Conversely, in hypercalcaemia, a condition characterised by abnormally elevated levels of calcium, the nervous system is underactive, which results in lethargy, sluggish reflexes, constipation and loss of appetite, confusion, and in severe cases, coma.
Obviously, calcium homeostasis is critical. The skeletal, endocrine, and digestive systems play a role in this, but the kidneys do, too. These body systems work together to maintain a normal calcium concentration in the blood (Figure 10.7.1).
Calcium is a chemical element that cannot be produced by any biological processes. The only way it can enter the body is through the diet. The bones act as a storage site for calcium: The body deposits calcium in the bones when blood levels get too high, and it releases calcium when blood levels drop too low. This process is regulated by PTH, vitamin D, and calcitonin.
Cells of the parathyroid gland have plasma membrane receptors for calcium. When calcium is not binding to these receptors, the cells release PTH, which stimulates osteoclast proliferation and resorption of bone by osteoclasts. This demineralisation process releases calcium into the blood. PTH promotes reabsorption of calcium from the urine by the kidneys, so that the calcium returns to the blood. Finally, PTH stimulates the synthesis of vitamin D, which in turn, stimulates calcium absorption from any digested food in the small intestine.
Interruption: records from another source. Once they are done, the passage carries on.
use std::path::PathBuf;

use thiserror::Error;

/// Error surface for schedule installation and log maintenance.
#[derive(Debug, Error)]
pub enum ScheduleError {
    #[error("I/O error at {path}: {source}")]
    Io {
        path: PathBuf,
        #[source]
        source: std::io::Error,
    },

    #[error("invalid run time {hour:02}:{minute:02} (expected 00:00 to 23:59)")]
    InvalidTime { hour: u8, minute: u8 },

    #[error("`{program}` failed (status {status}): {output}")]
    Command {
        program: &'static str,
        status: String,
        output: String,
    },

    #[error("scheduling is not supported on {0}")]
    Unsupported(&'static str),
}

pub(crate) fn io_err(path: impl Into<PathBuf>, source: std::io::Error) -> ScheduleError {
    ScheduleError::Io {
        path: path.into(),
        source,
    }
}
//! `shelf run`: sync the library, or preview the plan with `--dry-run`.

use std::path::{Path, PathBuf};
use std::process::ExitCode;
use std::sync::atomic::{AtomicBool, Ordering};
use std::sync::Arc;

use anyhow::{Context, Result};
use clap::Args;
use colored::Colorize;
use tabled::{settings::Style, Table, Tabled};

use shelf_core::config::{self, TOKEN_ENV};
use shelf_core::{paths, PlanEntry, SyncConfig, UploadAction};
use shelf_github::GitHubClient;
use shelf_scheduler::rotate_sync_log;
use shelf_sync::pipeline::{self, Outcome, RunMode};
use shelf_sync::{PlanReport, SyncReport};

use crate::logging;

/// Exit status when at least one file failed to upload.
pub const EXIT_PARTIAL: u8 = 1;

/// Arguments for `shelf run`.
#[derive(Args, Debug)]
pub struct RunArgs {
    /// Show what would be uploaded without contacting GitHub or touching the cache.
    #[arg(long)]
    pub dry_run: bool,

    /// Read configuration from this file instead of ~/.shelf/config.yaml.
    #[arg(long, value_name = "PATH")]
    pub config: Option<PathBuf>,
}

impl RunArgs {
    pub fn run(self, home: &Path) -> Result<ExitCode> {
        rotate_sync_log(home);
        logging::init(Some(&paths::sync_log_path(home)))?;

        let config = self.load_config(home)?;
        let cancel = install_interrupt_flag();
        let client = GitHubClient::new(&config);
        let mode = if self.dry_run {
            RunMode::DryRun
        } else {
            RunMode::Run
        };

        let outcome = pipeline::run(home, &config, &client, mode, Some(cancel))
            .inspect_err(|err| tracing::error!("run failed: {err}"))
            .context("sync run failed")?;

        match outcome {
            Outcome::Planned(report) => {
                print_plan(&report);
                Ok(ExitCode::SUCCESS)
            }
            Outcome::Synced(report) => {
                print_summary(&report);
                if report.result.failed.is_empty() {
                    Ok(ExitCode::SUCCESS)
                } else {
                    Ok(ExitCode::from(EXIT_PARTIAL))
                }
            }
        }
    }

    fn load_config(&self, home: &Path) -> Result<SyncConfig> {
        match &self.config {
            Some(path) => Ok(config::load_from(path)
                .with_context(|| format!("failed to load {}", path.display()))?
                .with_token_override(std::env::var(TOKEN_ENV).ok())),
            None => config::load_at(home).context("failed to load configuration"),
        }
    }
}

/// Ctrl-C stops the run before the next file; the cache is still persisted.
fn install_interrupt_flag() -> Arc<AtomicBool> {
    let flag = Arc::new(AtomicBool::new(false));
    let handler_flag = flag.clone();
    if let Err(err) = ctrlc::set_handler(move || {
        tracing::warn!("interrupt received; stopping after the current file");
        handler_flag.store(true, Ordering::SeqCst);
    }) {
        tracing::warn!("could not install Ctrl-C handler: {err}");
    }
    flag
}

#[derive(Tabled)]
struct PlanRow {
    #[tabled(rename = "action")]
    action: &'static str,
    #[tabled(rename = "path")]
    path: String,
    #[tabled(rename = "size")]
    size: String,
}

fn plan_rows(report: &PlanReport) -> Vec<PlanRow> {
    report
        .plan
        .entries
        .iter()
        .map(|entry| match entry {
            PlanEntry::Create(r) => PlanRow {
                action: "create",
                path: r.path.to_string(),
                size: format_size(r.size),
            },
            PlanEntry::Update(r) => PlanRow {
                action: "update",
                path: r.path.to_string(),
                size: format_size(r.size),
            },
            PlanEntry::Unchanged(p) => PlanRow {
                action: "unchanged",
                path: p.to_string(),
                size: String::new(),
            },
        })
        .collect()
}

fn print_plan(report: &PlanReport) {
    let plan = &report.plan;
    println!(
        "[dry-run] {} to create, {} to update, {} unchanged, {} skipped",
        plan.to_create().count(),
        plan.to_update().count(),
        plan.unchanged().count(),
        report.warnings.len(),
    );
    if report.cache_corrupt {
        println!("{}", "cache was unreadable; every file counts as new".yellow());
    }
    if !plan.entries.is_empty() {
        let mut table = Table::new(plan_rows(report));
        table.with(Style::rounded());
        println!("{table}");
    }
    for warning in &report.warnings {
        println!(
            "  {} {} ({}): {}",
            "!".yellow(),
            warning.path.display(),
            warning.kind,
            warning.detail
        );
    }
}

fn print_summary(report: &SyncReport) {
    let result = &report.result;
    if report.repository_created {
        println!("{} created remote repository", "+".green());
    }
    let line = format!(
        "{} created, {} updated, {} unchanged, {} failed, {} skipped",
        result.count(UploadAction::Created),
        result.count(UploadAction::Updated),
        report.plan.unchanged().count(),
        result.failed.len(),
        report.warnings.len(),
    );
    if result.failed.is_empty() {
        println!("{} {line}", "✓".green().bold());
    } else {
        println!("{} {line}", "✗".red().bold());
        for failed in &result.failed {
            println!(
                "  {} {} ({}): {}",
                "✗".red(),
                failed.path,
                failed.kind,
                failed.message
            );
        }
    }
    if !result.not_attempted.is_empty() {
        println!(
            "{} interrupted; {} file(s) left for the next run",
            "~".yellow(),
            result.not_attempted.len()
        );
    }
}

fn format_size(bytes: u64) -> String {
    const KIB: u64 = 1024;
    if bytes < KIB {
        return format!("{bytes} B");
    }
    if bytes < KIB * KIB {
        return format!("{:.1} KiB", bytes as f64 / KIB as f64);
    }
    format!("{:.1} MiB", bytes as f64 / (KIB * KIB) as f64)
}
When all these processes return blood calcium levels to normal, there is enough calcium to bind with the receptors on the surface of the cells of the parathyroid glands, and this cycle of events is turned off (Figure 10.7.1).
When blood concentrations of calcium get too high, the thyroid gland is stimulated to release calcitonin (Figure 10.7.1), which inhibits osteoclast activity and stimulates calcium uptake by the bones, but also decreases reabsorption of calcium by the kidneys. All these actions lower blood levels of calcium. When blood calcium levels return to normal, the thyroid gland stops secreting calcitonin.
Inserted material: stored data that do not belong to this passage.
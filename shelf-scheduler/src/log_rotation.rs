//! Size-based rotation of the run log.
//!
//! `sync.log` is rotated once it reaches 10 MiB, keeping at most five
//! copies: `sync.log` → `sync.log.1` → … → `sync.log.5`.

use std::fs;
use std::io;
use std::path::{Path, PathBuf};

/// Rotate once the live log reaches this size (10 MiB).
pub const MAX_LOG_BYTES: u64 = 10 * 1024 * 1024;

/// Rotated copies kept next to the live log.
pub const MAX_ROTATED_FILES: usize = 5;

/// Rotate `log_path` when it is at least `max_bytes` long.
///
/// The oldest copy is dropped, each `<name>.<n>` moves to `<name>.<n+1>`,
/// and the live file becomes `<name>.1`. A fresh empty log is left behind.
///
/// Returns `Ok(false)` when no rotation was needed, including when the log
/// does not exist yet.
pub fn rotate_if_needed(log_path: &Path, max_bytes: u64, max_files: usize) -> io::Result<bool> {
    let size = match fs::metadata(log_path) {
        Ok(meta) => meta.len(),
        Err(err) if err.kind() == io::ErrorKind::NotFound => return Ok(false),
        Err(err) => return Err(err),
    };
    if size < max_bytes || max_files == 0 {
        return Ok(false);
    }

    let oldest = numbered_path(log_path, max_files);
    if oldest.exists() {
        fs::remove_file(&oldest)?;
    }
    for n in (1..max_files).rev() {
        let src = numbered_path(log_path, n);
        if src.exists() {
            fs::rename(&src, numbered_path(log_path, n + 1))?;
        }
    }
    fs::rename(log_path, numbered_path(log_path, 1))?;

    fs::OpenOptions::new()
        .create(true)
        .truncate(true)
        .write(true)
        .open(log_path)?;
    Ok(true)
}

/// Rotate `~/.shelf/logs/sync.log` with the default limits. Failures are
/// logged; a run never aborts because its log could not be rotated.
pub fn rotate_sync_log(home: &Path) -> bool {
    let log_path = crate::paths::sync_log_path(home);
    match rotate_if_needed(&log_path, MAX_LOG_BYTES, MAX_ROTATED_FILES) {
        Ok(rotated) => {
            if rotated {
                tracing::info!(path = %log_path.display(), "log file rotated");
            }
            rotated
        }
        Err(err) => {
            tracing::warn!(path = %log_path.display(), error = %err, "log rotation failed");
            false
        }
    }
}

/// `sync.log` + 2 → `sync.log.2`.
pub fn numbered_path(base: &Path, n: usize) -> PathBuf {
    let name = base
        .file_name()
        .and_then(|s| s.to_str())
        .unwrap_or(shelf_core::paths::SYNC_LOG);
    base.with_file_name(format!("{name}.{n}"))
}

#[cfg(test)]
mod tests {
    use super::*;
    use tempfile::TempDir;

    fn fill(path: &Path, len: u64) {
        let file = fs::File::create(path).unwrap();
        file.set_len(len).unwrap();
    }

    #[test]
    fn small_log_is_left_alone() {
        let dir = TempDir::new().unwrap();
        let log = dir.path().join("sync.log");
        fill(&log, 1024);
        assert!(!rotate_if_needed(&log, MAX_LOG_BYTES, MAX_ROTATED_FILES).unwrap());
        assert!(!numbered_path(&log, 1).exists());
    }

    #[test]
    fn oversized_log_moves_to_dot_one() {
        let dir = TempDir::new().unwrap();
        let log = dir.path().join("sync.log");
        fill(&log, 64);

        assert!(rotate_if_needed(&log, 64, MAX_ROTATED_FILES).unwrap());
        assert_eq!(fs::metadata(&log).unwrap().len(), 0);
        assert_eq!(fs::metadata(numbered_path(&log, 1)).unwrap().len(), 64);
    }

    #[test]
    fn copies_are_capped_and_shifted() {
        let dir = TempDir::new().unwrap();
        let log = dir.path().join("sync.log");
        for n in 1..=3 {
            fs::write(numbered_path(&log, n), format!("copy-{n}")).unwrap();
        }
        fill(&log, 10);

        assert!(rotate_if_needed(&log, 10, 3).unwrap());
        assert_eq!(fs::read_to_string(numbered_path(&log, 2)).unwrap(), "copy-1");
        assert_eq!(fs::read_to_string(numbered_path(&log, 3)).unwrap(), "copy-2");
        assert!(!numbered_path(&log, 4).exists());
    }

    #[test]
    fn missing_log_is_not_an_error() {
        let dir = TempDir::new().unwrap();
        assert!(!rotate_sync_log(dir.path()));
    }

    #[test]
    fn sync_log_under_home_is_rotated() {
        let home = TempDir::new().unwrap();
        let log = crate::paths::sync_log_path(home.path());
        fs::create_dir_all(log.parent().unwrap()).unwrap();
        fill(&log, MAX_LOG_BYTES);

        assert!(rotate_sync_log(home.path()));
        assert!(numbered_path(&log, 1).exists());
    }
}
Calcium homeostasis, i.e., maintaining a blood calcium concentration of about 10 mg/dL, is critical for normal body functions. Hypocalcaemia can result in problems with blood coagulation, muscle contraction, nerve functioning, and bone strength. Hypercalcaemia can result in lethargy, sluggish reflexes, constipation and loss of appetite, confusion, and coma. Calcium homeostasis is controlled by PTH, vitamin D, and calcitonin and the interactions of the skeletal, endocrine, digestive and urinary systems.